第5話 束縛と自由 前編

 空には澄んだ青空が広がっていました。五月晴れです。


 ほんの少し肌寒い、でも爽やかな風を受けながらワタクシは部活棟の屋上でが来るのを待っていました。


 『これはご信用だよ』と言われ“あの人”から受け取った短刀を背に隠し、今か今かと待ちわびます。


「そうでしたわ……あれも食べておきましょう」


 あの人――ゆいさんからもらったもう1つのもの。お菓子。


 小粒の白い錠菓を口に入れ噛み砕くと得も言われぬ清涼感が口いっぱいに広がります。


 ――はじめて食べたときはものすごい衝撃的で驚きましたのに。


 今ではそれにも慣れていました。


 ただこの清涼感は何度味わっても気持ちのいいものです。


 まるで天にも登るような気分になります。


「いけませんわ……今は気を失うわけには」


 ワタクシはこのお菓子を口にするといつも気を失うように眠っていました。しかし、今回ばかりはそうはいきません


 これから対峙する相手はワタクシのなのですから。


 飛びそうになる意識を必死でつなぎとめます。


 そこへ……


 彼女がやってきたのです――


 ……………………


 …………


 ――なぜですの!? ――どうしてですの!?


 創造つくるさんが死んだという報せが今だに信じられなかった。いいえ。正しくは信じたくありませんでした。


 いつも冷静沈着で物事を俯瞰で捉えることのできた彼。天地創造あまちつくるさん。


 ワタクシと彼はいわゆる恋仲にありました。ワタクシの親は非常に貞操を気にする質でしたので、皆の目を盗んでこっそりとお付き合いをしていました。

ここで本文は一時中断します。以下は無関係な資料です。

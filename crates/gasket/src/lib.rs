//! gasket: flattens a resolved module graph into a single namespaced script
//!
//! The upstream bundler resolves, transpiles, and tree-shakes a multi-module
//! program; gasket takes the resulting graph snapshot and emits one top-level
//! script that binds every exported symbol onto an explicit global namespace
//! path. The target runtimes have no module system, so all loader-runtime
//! artifacts are neutralized along the way.
//!
//! The pipeline is a single linear pass per emission:
//! entrypoint resolution → invariant guard → export surface resolution →
//! reachability collection → source sanitization → assembly.

pub mod assembler;
pub mod config;
pub mod entrypoint;
pub mod error;
pub mod exports;
pub mod invariants;
pub mod module_graph;
pub mod orchestrator;
pub mod reachability;
pub mod sanitizer;

pub use config::{BuildMode, Config, LogLevel, init_logging};
pub use entrypoint::ResolvedEntrypoint;
pub use error::{BundleError, Result};
pub use exports::{DEFAULT_EXPORT_LOCAL, ExportBinding};
pub use module_graph::{
    ChunkId, ContextToken, EntryPoint, ExportInfo, ExportTarget, ExportsInfo, ModuleGraph,
    ModuleId, memory::MemoryGraph,
};
pub use orchestrator::{Artifact, Flattener, flatten};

 ――お付き合いといいましても、やることは校内で2人の時間を作ってお話をする程度でしたが……


「どうして……ぅ……」


 自然と涙がこぼれました。


 人が亡くなって涙を流したのははじめてですわ。おばあさまが亡くなったときもワタクシは泣きませんでしたのに。


 ワタクシは彼を失ったことに対する悲しみのあまり、これから起こるであろう重大なことにまったく気が回らなかったのです。


 …………


 創造さんが亡くなったことで、疑心暗鬼になってしまわれた天地さんは万葉学園に子を通わせている親の会社に対する投資を一斉に引き上げてしまいました。


 天地家の投資が切られても、多大な投資を受けていたワタクシのお父様の会社はすぐには倒産することはありませんでした。


 収益は大きく落ち込みはしたのですが、いわゆる中流階級程度でとどまり、普通の生活には事欠かない状態でした。


 しかし、羽振りのいい生活に慣れきっていたお父様とお母様は満足いかないらしく、心の余裕が失われた2人は喧嘩ばかりするようになり、ワタクシは必然的に部屋にこもるようになりました。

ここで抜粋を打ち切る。